As to the housing bubble, c'mon - that was a good thing! Following the 2001 recession and the 9/11 attacks, there was general relief that the housing sector and the US consumer were keeping the US and world economies afloat. Greenspan's guiding philosophy has been that a recession tomorrow is better than a recession today. Obviously, its hard to judge that rule without knowing the relative severity of the recessions on offer today and tomorrow, but its not a bad rule.
That said, Greenspan's approach suggests a different metaphor - maybe Greenspan was making the same mistake as the Forest Service when it extinguished every fire, however small, at Yellowstone. Eventually the accumulated debris fueled a fire much hotter and more destructive than ever could have occurred naturally, proving that a (big) fire tomorrow is not better than a small fire today. Obviously, Greenspan and Co. made a bad call back in 2005 when the question of dealing with a possible housing bubble was mooted.

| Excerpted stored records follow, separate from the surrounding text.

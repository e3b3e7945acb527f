//! Common test utilities
#![allow(dead_code)]

use std::sync::Arc;
use std::time::Duration;

use axum::body::Body;
use axum::http::{Request, Response};
use http_body_util::BodyExt;
use sqlx::postgres::PgPoolOptions;
use sqlx::PgPool;
use uuid::Uuid;

use bank_ledger::store::{InMemoryLedgerStore, PgLedgerStore};
use bank_ledger::LedgerService;

/// In-memory service with a short lock timeout
pub fn memory_service() -> Arc<LedgerService<InMemoryLedgerStore>> {
    memory_service_with_timeout(Duration::from_millis(2000))
}

pub fn memory_service_with_timeout(lock_timeout: Duration) -> Arc<LedgerService<InMemoryLedgerStore>> {
    Arc::new(LedgerService::new(InMemoryLedgerStore::new(lock_timeout)))
}

/// Open a fresh account and return its id
pub async fn open_account(service: &LedgerService<InMemoryLedgerStore>) -> Uuid {
    service
        .open_account(None)
        .await
        .expect("Failed to open account")
        .account_id
}

/// JSON request builder
pub fn json_request(method: &str, uri: &str, body: serde_json::Value) -> Request<Body> {
    Request::builder()
        .method(method)
        .uri(uri)
        .header("content-type", "application/json")
        .body(Body::from(body.to_string()))
        .unwrap()
}

pub fn get_request(uri: &str) -> Request<Body> {
    Request::builder()
        .method("GET")
        .uri(uri)
        .body(Body::empty())
        .unwrap()
}

/// Collect a response body as text
pub async fn body_text(response: Response<Body>) -> String {
    let bytes = response.into_body().collect().await.unwrap().to_bytes();
    String::from_utf8(bytes.to_vec()).unwrap()
}

pub async fn body_json(response: Response<Body>) -> serde_json::Value {
    serde_json::from_str(&body_text(response).await).unwrap()
}

/// Connect to the test database. The schema from migrations/ must already be
/// applied; tests use fresh account ids so they never need truncation.
pub async fn setup_test_db() -> PgPool {
    dotenvy::dotenv().ok();
    let database_url = std::env::var("DATABASE_URL").expect("DATABASE_URL must be set for tests");

    let pool = PgPoolOptions::new()
        .max_connections(10)
        .connect(&database_url)
        .await
        .expect("Failed to connect to DB");

    assert!(
        bank_ledger::db::check_schema(&pool).await.expect("Schema check failed"),
        "Run migrations/0001_ledger_schema.sql before the postgres tests"
    );

    pool
}

pub async fn postgres_service(lock_timeout: Duration) -> Arc<LedgerService<PgLedgerStore>> {
    let pool = setup_test_db().await;
    Arc::new(LedgerService::new(PgLedgerStore::new(pool, lock_timeout)))
}
#[async_trait]
impl LedgerRepository for InMemoryLedgerStore {
    type Work = InMemoryUnitOfWork;

    async fn begin(&self) -> Result<InMemoryUnitOfWork, StoreError> {
        Ok(InMemoryUnitOfWork {
            store: self.clone(),
            holds: HashMap::new(),
            staged_accounts: HashMap::new(),
            staged_transactions: Vec::new(),
            staged_operations: HashSet::new(),
        })
    }

    async fn find_read_only(&self, account_id: Uuid) -> Result<Account, StoreError> {
        let state = self.state.read().map_err(|_| StoreError::Poisoned)?;
        state.load(account_id)
    }

    async fn find_transactions(
        &self,
        account_id: Uuid,
        range: TimeRange,
    ) -> Result<Vec<Transaction>, StoreError> {
        let state = self.state.read().map_err(|_| StoreError::Poisoned)?;

        let mut lines: Vec<Transaction> = state
            .transactions
            .get(&account_id)
            .map(|lines| {
                lines
                    .iter()
                    .filter(|t| range.contains(t.timestamp))
                    .cloned()
                    .collect()
            })
            .unwrap_or_default();

        lines.sort_by(|a, b| {
            b.timestamp
                .cmp(&a.timestamp)
                .then_with(|| b.sequence.cmp(&a.sequence))
        });
        Ok(lines)
    }

    async fn open_account(&self, account: &Account) -> Result<(), StoreError> {
        let mut state = self.state.write().map_err(|_| StoreError::Poisoned)?;

        if state.accounts.contains_key(&account.id()) {
            return Err(StoreError::AccountAlreadyExists(account.id()));
        }

        state.accounts.insert(
            account.id(),
            AccountRecord {
                balance: account.balance().value(),
                version: account.version(),
                last_transaction_at: account.last_transaction_at(),
            },
        );
        Ok(())
    }
}

#[async_trait]
impl AccountStore for InMemoryUnitOfWork {
    async fn acquire_exclusive(&mut self, account_id: Uuid) -> Result<Account, StoreError> {
        if !self.holds.contains_key(&account_id) {
            // Unknown ids never get a registry entry
            self.store.find_read_only(account_id).await?;

            let lock = self.store.account_lock(account_id)?;
            let timeout = self.store.lock_timeout;
            let guard = tokio::time::timeout(timeout, lock.lock_owned())
                .await
                .map_err(|_| {
                    tracing::warn!(%account_id, "Lock timeout waiting for account hold");
                    StoreError::LockTimeout {
                        account_id,
                        waited_ms: timeout.as_millis() as u64,
                    }
                })?;
            self.holds.insert(account_id, guard);
        }

        if let Some(record) = self.staged_accounts.get(&account_id) {
            return Account::rehydrate(
                account_id,
                record.balance,
                record.version,
                record.last_transaction_at,
            )
            .map_err(|e| StoreError::InvalidState(e.to_string()));
        }

        // Read after the hold is granted so the previous holder's commit is visible
        self.store.find_read_only(account_id).await
    }

    async fn save(&mut self, account: &Account) -> Result<(), StoreError> {
        let fresh: Vec<Transaction> = {
            let state = self.store.state.read().map_err(|_| StoreError::Poisoned)?;
            if !state.accounts.contains_key(&account.id()) {
                return Err(StoreError::AccountNotFound(account.id()));
            }

            account
                .transactions()
                .iter()
                .filter(|t| !state.has_transaction(t.id))
                .cloned()
                .collect()
        };

        for transaction in fresh {
            if !self.staged_transaction(transaction.id) {
                self.staged_transactions.push(transaction);
            }
        }

        self.staged_accounts.insert(
            account.id(),
            AccountRecord {
                balance: account.balance().value(),
                version: account.version(),
                last_transaction_at: account.last_transaction_at(),
            },
        );
        Ok(())
    }
}

#[async_trait]
impl IdempotencyStore for InMemoryUnitOfWork {
    async fn exists(&mut self, operation_id: Uuid) -> Result<bool, StoreError> {
        if self.staged_operations.contains(&operation_id) {
            return Ok(true);
        }
        self.store.has_operation(operation_id)
    }

    async fn record(&mut self, operation_id: Uuid) -> Result<(), StoreError> {
        if self.store.has_operation(operation_id)? {
            return Err(StoreError::DuplicateOperation(operation_id));
        }
        self.staged_operations.insert(operation_id);
        Ok(())
    }
}

#[async_trait]
impl UnitOfWork for InMemoryUnitOfWork {
    async fn commit(mut self) -> Result<(), StoreError> {
        {
            let mut state = self.store.state.write().map_err(|_| StoreError::Poisoned)?;

            // Another unit of work may have committed the same id since `record`
            if let Some(taken) = self
                .staged_operations
                .iter()
                .find(|id| state.operations.contains_key(*id))
            {
                return Err(StoreError::DuplicateOperation(*taken));
            }

            for (account_id, record) in self.staged_accounts.drain() {
                state.accounts.insert(account_id, record);
            }

            for transaction in self.staged_transactions.drain(..) {
                if state.transaction_ids.insert(transaction.id) {
                    state
                        .transactions
                        .entry(transaction.account_id)
                        .or_default()
                        .push(transaction);
                }
            }

            let now = Utc::now();
            for operation_id in self.staged_operations.drain() {
                state.operations.insert(operation_id, now);
            }
        }

        // Holds are released only after the writes are visible
        self.holds.clear();
        Ok(())
    }

    async fn rollback(self) -> Result<(), StoreError> {
        Ok(())
    }
}
//! Store Errors
//!
//! Error types for account and idempotency persistence.

use uuid::Uuid;

/// Errors that can occur in the ledger stores
#[derive(Debug, thiserror::Error)]
pub enum StoreError {
    /// No account with this id
    #[error("Account not found: {0}")]
    AccountNotFound(Uuid),

    /// Account id already taken
    #[error("Account already exists: {0}")]
    AccountAlreadyExists(Uuid),

    /// Exclusive hold not granted within the configured timeout
    #[error("Timed out after {waited_ms}ms waiting for exclusive hold on account {account_id}")]
    LockTimeout { account_id: Uuid, waited_ms: u64 },

    /// Operation id already recorded by another unit of work
    #[error("Operation already recorded: {0}")]
    DuplicateOperation(Uuid),

    /// Persisted data violates a ledger invariant
    #[error("Invalid stored state: {0}")]
    InvalidState(String),

    /// In-memory state lock poisoned by a panicking writer
    #[error("Ledger state lock poisoned")]
    Poisoned,

    /// Database error
    #[error("Database error: {0}")]
    Database(#[from] sqlx::Error),
}

impl StoreError {
    /// Check if this error is a lock timeout
    pub fn is_lock_timeout(&self) -> bool {
        matches!(self, StoreError::LockTimeout { .. })
    }

    /// Infrastructure failures the caller may retry. The ledger itself never does.
    pub fn is_transient(&self) -> bool {
        matches!(
            self,
            StoreError::LockTimeout { .. } | StoreError::Database(_)
        )
    }
}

Here is Stiglitz on the repeal of Glass-Steagall:
The most important consequence of the repeal of Glass-Steagall was indirect—it lay in the way repeal changed an entire culture. Commercial banks are not supposed to be high-risk ventures; they are supposed to manage other people’s money very conservatively. It is with this understanding that the government agrees to pick up the tab should they fail. Investment banks, on the other hand, have traditionally managed rich people’s money—people who can take bigger risks in order to get bigger returns. When repeal of Glass-Steagall brought investment and commercial banks together, the investment-bank culture came out on top. There was a demand for the kind of high returns that could be obtained only through high leverage and big risktaking.
Along that line, Stiglitz ought to cite the 1998 bail-out of Long Term Capital Management. By demonstrating that a "never heard of 'em" hedge fund was too big to fail, Greenspan strongly reinforced the notion that banks and investment banks could count on a Fed lifeline. Lightly regulated and heavily supported - where was that going to lead?
I find Stiglitz utterly unconvincing on taxes, but I guess all earnest libs have to say this:
Then along came the Bush tax cuts, enacted first on June 7, 2001, with a follow-on installment two years later. The president and his advisers seemed to believe that tax cuts, especially for upper-income Americans and corporations, were a cure-all for any economic disease—the modern-day equivalent of leeches. The tax cuts played a pivotal role in shaping the background conditions of the current crisis. Because they did very little to stimulate the economy, real stimulation was left to the Fed, which took up the task with unprecedented low-interest rates and liquidity.
I think long term structural tax cuts are entirely capable of stimulating the economy, but let me move on:
The cut in the tax rate on capital gains contributed to the crisis in another way. It was a decision that turned on values: those who speculated (read: gambled) and won were taxed more lightly than wage earners who simply worked hard. But more than that, the decision encouraged leveraging, because interest was tax-deductible. If, for instance, you borrowed a million to buy a home or took a $100,000 home-equity loan to buy stock, the interest would be fully deductible every year. Any capital gains you made were taxed lightly—and at some possibly remote day in the future. The Bush administration was providing an open invitation to excessive borrowing and lending—not that American consumers needed any more encouragement.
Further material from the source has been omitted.